In the records that follow, locate every line with "occupy" and extract it.

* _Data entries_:
BEGIN
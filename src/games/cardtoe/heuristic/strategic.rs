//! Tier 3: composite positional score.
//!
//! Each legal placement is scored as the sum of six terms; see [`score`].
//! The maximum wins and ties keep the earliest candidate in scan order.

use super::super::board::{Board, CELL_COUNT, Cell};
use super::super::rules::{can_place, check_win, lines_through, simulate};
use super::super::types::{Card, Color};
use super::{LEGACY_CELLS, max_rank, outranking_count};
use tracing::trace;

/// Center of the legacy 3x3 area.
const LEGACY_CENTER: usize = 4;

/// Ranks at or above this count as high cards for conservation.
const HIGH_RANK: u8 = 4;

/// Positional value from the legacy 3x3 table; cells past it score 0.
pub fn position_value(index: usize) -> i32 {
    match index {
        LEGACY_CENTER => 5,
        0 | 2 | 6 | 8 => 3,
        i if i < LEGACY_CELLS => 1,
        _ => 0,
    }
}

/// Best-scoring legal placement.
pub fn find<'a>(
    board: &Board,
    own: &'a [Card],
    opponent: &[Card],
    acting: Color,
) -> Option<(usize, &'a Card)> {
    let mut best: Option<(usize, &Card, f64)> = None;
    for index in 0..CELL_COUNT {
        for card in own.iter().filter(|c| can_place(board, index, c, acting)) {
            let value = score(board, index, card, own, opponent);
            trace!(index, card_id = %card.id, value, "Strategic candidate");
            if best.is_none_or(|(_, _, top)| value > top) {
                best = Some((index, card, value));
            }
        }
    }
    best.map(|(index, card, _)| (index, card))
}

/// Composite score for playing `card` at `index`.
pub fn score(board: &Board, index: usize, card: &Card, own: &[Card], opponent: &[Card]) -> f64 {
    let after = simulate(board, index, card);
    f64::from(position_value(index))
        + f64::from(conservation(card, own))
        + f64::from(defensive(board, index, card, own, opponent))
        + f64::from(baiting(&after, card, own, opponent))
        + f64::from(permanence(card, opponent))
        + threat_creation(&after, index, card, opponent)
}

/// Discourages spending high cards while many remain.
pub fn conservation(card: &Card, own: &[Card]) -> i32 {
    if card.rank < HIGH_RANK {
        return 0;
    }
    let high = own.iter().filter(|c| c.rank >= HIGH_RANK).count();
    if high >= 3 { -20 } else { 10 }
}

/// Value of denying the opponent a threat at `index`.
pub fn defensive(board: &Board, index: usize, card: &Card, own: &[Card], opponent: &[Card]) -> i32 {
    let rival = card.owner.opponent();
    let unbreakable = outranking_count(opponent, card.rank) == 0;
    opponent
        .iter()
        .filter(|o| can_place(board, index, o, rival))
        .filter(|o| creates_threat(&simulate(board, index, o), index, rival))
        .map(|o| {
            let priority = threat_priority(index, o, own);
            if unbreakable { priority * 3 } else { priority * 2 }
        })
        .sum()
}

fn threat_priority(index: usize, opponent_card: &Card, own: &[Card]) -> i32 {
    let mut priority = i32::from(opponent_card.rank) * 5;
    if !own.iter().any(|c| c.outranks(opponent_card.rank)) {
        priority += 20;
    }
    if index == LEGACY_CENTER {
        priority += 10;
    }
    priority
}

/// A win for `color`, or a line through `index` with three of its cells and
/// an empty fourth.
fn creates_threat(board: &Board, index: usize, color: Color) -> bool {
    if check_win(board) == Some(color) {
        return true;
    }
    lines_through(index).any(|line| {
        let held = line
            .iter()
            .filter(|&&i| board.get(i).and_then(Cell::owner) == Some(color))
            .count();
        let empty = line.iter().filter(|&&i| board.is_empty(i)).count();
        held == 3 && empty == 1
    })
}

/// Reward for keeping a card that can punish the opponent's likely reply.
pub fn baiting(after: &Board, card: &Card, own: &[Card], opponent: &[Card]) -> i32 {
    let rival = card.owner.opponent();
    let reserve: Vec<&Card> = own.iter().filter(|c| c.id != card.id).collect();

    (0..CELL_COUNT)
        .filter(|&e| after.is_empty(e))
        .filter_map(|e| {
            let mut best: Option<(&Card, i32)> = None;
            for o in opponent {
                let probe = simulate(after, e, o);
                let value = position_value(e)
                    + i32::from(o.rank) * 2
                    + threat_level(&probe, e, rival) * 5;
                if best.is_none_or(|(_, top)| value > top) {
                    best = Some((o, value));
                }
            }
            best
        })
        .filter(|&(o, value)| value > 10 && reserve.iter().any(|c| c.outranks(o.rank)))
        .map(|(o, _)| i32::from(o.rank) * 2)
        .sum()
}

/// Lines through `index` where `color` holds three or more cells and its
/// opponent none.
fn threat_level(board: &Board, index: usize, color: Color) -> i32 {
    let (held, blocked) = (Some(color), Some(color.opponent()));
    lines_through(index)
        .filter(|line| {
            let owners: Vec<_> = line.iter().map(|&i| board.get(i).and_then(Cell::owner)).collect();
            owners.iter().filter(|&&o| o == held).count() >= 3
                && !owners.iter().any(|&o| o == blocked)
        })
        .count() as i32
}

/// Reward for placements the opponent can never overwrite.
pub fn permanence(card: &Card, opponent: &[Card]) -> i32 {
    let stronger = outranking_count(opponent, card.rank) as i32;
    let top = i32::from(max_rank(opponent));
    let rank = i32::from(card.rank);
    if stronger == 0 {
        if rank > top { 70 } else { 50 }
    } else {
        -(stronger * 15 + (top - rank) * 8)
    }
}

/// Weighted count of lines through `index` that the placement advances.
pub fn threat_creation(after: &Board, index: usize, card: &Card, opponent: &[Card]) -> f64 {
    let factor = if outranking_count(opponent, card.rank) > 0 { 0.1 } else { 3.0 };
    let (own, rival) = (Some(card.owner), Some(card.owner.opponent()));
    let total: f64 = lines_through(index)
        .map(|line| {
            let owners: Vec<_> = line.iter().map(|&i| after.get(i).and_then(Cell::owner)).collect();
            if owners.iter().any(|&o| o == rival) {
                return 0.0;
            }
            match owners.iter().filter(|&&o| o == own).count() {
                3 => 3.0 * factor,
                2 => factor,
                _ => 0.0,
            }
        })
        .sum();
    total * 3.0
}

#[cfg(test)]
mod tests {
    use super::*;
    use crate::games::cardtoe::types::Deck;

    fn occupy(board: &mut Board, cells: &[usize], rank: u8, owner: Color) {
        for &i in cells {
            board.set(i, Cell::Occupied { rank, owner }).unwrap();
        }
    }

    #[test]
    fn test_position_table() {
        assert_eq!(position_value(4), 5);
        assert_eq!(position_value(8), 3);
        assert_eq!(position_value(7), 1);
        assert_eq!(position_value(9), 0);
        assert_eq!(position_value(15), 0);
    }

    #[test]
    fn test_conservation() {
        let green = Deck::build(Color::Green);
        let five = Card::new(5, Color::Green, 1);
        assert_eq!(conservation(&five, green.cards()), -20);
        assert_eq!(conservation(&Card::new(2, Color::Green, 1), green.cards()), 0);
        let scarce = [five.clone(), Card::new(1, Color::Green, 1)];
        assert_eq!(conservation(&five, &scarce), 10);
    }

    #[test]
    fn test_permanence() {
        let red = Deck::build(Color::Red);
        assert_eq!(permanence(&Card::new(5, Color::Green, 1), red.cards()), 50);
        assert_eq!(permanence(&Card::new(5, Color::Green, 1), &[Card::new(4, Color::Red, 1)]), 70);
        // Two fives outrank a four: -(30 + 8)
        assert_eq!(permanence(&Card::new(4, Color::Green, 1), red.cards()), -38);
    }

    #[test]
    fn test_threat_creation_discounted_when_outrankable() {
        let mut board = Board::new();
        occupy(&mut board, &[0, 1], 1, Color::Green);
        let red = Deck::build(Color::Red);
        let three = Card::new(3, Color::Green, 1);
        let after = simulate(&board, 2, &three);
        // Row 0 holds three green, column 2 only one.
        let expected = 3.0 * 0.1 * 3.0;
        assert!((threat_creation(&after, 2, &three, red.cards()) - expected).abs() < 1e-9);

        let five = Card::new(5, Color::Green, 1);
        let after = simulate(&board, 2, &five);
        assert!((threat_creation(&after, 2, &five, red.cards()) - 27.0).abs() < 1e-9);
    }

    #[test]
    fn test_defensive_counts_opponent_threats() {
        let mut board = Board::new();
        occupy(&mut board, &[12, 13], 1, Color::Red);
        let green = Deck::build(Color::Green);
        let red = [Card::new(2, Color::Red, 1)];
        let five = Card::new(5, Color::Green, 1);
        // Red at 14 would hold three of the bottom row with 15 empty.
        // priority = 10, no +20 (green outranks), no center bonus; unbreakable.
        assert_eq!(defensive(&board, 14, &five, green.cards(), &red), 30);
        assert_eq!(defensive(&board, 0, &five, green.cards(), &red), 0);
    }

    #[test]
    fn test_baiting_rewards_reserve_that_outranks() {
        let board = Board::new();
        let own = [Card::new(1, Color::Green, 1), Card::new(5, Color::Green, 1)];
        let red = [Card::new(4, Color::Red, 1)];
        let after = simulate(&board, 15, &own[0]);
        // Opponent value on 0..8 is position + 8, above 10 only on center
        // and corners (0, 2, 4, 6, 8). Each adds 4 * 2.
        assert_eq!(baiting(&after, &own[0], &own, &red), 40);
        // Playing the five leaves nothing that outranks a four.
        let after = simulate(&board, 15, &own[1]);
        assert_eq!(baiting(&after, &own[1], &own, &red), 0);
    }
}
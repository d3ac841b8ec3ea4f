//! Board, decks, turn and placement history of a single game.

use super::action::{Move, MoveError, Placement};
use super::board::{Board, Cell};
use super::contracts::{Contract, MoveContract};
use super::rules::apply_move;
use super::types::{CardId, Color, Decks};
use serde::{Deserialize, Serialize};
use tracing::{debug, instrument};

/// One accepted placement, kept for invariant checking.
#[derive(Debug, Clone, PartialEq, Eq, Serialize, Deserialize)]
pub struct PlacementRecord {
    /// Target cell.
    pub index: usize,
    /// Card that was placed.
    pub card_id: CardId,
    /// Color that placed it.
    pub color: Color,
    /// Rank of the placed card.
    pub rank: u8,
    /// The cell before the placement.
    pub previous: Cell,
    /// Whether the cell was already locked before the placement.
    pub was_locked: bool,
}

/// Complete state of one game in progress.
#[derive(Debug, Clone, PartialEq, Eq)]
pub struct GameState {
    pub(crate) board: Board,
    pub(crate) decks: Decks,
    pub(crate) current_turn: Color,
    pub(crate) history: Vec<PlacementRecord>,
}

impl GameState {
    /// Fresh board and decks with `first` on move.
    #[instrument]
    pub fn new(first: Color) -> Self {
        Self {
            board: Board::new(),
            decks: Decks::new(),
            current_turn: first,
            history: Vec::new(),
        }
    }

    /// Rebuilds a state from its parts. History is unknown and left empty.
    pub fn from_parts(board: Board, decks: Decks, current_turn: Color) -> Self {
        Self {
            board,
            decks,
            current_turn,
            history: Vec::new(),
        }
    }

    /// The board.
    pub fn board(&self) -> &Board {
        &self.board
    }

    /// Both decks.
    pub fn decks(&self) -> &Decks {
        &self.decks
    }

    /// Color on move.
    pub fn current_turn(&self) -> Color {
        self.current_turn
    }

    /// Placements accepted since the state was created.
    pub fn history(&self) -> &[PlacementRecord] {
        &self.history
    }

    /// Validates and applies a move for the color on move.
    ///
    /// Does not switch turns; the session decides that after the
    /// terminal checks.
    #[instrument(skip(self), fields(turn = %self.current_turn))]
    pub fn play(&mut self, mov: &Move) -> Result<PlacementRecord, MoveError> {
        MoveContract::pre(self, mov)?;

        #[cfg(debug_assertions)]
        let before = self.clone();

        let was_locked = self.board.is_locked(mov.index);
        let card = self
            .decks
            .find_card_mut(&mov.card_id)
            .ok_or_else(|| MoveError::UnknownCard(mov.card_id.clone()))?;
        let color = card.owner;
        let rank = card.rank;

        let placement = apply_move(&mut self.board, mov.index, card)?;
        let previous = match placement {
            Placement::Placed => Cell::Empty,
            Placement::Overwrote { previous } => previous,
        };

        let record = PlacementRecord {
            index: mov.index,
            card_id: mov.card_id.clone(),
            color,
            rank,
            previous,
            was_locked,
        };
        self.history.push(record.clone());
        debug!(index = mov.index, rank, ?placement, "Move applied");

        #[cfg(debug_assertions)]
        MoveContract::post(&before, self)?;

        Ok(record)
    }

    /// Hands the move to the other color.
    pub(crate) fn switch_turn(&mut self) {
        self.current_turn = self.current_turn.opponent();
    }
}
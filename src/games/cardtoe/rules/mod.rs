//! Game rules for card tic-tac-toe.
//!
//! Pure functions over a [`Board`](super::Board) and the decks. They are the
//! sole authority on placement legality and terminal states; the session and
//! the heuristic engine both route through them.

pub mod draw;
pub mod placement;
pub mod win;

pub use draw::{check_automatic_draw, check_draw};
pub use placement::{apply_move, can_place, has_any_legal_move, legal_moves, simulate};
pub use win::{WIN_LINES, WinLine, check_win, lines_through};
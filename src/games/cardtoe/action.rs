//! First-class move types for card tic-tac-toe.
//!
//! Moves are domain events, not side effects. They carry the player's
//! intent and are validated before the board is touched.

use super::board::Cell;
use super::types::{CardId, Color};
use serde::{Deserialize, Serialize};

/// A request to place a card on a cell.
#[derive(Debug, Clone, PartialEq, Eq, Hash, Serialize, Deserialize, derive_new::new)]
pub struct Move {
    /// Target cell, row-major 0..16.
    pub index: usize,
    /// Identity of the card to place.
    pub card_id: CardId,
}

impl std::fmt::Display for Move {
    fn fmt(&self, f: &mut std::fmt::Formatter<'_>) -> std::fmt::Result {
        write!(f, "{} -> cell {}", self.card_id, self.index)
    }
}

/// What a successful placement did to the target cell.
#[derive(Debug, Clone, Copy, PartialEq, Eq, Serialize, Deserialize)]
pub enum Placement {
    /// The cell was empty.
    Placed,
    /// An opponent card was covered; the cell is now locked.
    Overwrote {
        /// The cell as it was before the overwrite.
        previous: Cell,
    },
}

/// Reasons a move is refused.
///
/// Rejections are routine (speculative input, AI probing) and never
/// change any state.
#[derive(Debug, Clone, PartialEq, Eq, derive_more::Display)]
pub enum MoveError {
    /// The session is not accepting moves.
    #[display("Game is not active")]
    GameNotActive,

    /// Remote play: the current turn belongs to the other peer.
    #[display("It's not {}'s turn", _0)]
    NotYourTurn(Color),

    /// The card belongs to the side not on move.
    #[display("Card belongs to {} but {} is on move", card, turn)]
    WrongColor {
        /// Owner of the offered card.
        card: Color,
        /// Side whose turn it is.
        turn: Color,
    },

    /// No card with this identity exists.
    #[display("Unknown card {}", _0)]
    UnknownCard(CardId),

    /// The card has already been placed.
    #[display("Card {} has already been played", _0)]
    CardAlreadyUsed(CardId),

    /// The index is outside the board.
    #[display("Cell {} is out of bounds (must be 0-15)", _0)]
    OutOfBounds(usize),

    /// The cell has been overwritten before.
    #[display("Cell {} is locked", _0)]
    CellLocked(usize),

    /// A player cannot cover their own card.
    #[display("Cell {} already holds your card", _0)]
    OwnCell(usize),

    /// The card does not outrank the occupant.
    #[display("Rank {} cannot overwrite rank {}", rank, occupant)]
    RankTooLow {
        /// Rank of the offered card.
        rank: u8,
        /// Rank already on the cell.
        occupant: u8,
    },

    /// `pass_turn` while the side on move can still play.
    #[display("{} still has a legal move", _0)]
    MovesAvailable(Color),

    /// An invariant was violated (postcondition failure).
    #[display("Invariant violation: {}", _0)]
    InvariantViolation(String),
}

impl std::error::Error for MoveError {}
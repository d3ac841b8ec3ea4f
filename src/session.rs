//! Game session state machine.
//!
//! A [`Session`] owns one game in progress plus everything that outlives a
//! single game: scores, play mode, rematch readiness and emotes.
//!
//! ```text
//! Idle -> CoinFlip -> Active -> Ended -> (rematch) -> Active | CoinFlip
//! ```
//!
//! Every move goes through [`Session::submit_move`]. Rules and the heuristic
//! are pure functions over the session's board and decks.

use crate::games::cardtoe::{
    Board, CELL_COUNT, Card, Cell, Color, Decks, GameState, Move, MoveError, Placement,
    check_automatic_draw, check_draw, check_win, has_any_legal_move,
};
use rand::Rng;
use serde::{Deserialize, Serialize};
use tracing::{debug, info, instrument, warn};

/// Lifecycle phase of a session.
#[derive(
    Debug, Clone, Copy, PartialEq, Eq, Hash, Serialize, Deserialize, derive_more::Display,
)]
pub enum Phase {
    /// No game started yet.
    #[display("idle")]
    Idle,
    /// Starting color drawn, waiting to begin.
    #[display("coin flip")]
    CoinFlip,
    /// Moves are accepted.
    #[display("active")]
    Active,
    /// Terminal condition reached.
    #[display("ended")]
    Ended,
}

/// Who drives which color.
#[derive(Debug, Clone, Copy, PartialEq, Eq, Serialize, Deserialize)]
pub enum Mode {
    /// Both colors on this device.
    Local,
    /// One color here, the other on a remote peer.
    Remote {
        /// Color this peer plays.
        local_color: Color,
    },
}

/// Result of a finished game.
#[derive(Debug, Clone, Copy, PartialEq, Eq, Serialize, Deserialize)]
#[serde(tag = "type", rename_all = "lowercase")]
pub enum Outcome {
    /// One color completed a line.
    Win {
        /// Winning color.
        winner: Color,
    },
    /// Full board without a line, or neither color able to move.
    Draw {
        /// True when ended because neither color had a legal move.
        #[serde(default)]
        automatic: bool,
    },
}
END
* _Answer for the task_:
    fn occupy(board: &mut Board, cells: &[usize], rank: u8, owner: Color) {
        occupy(&mut board, &[0, 1], 1, Color::Green);
        occupy(&mut board, &[12, 13], 1, Color::Red);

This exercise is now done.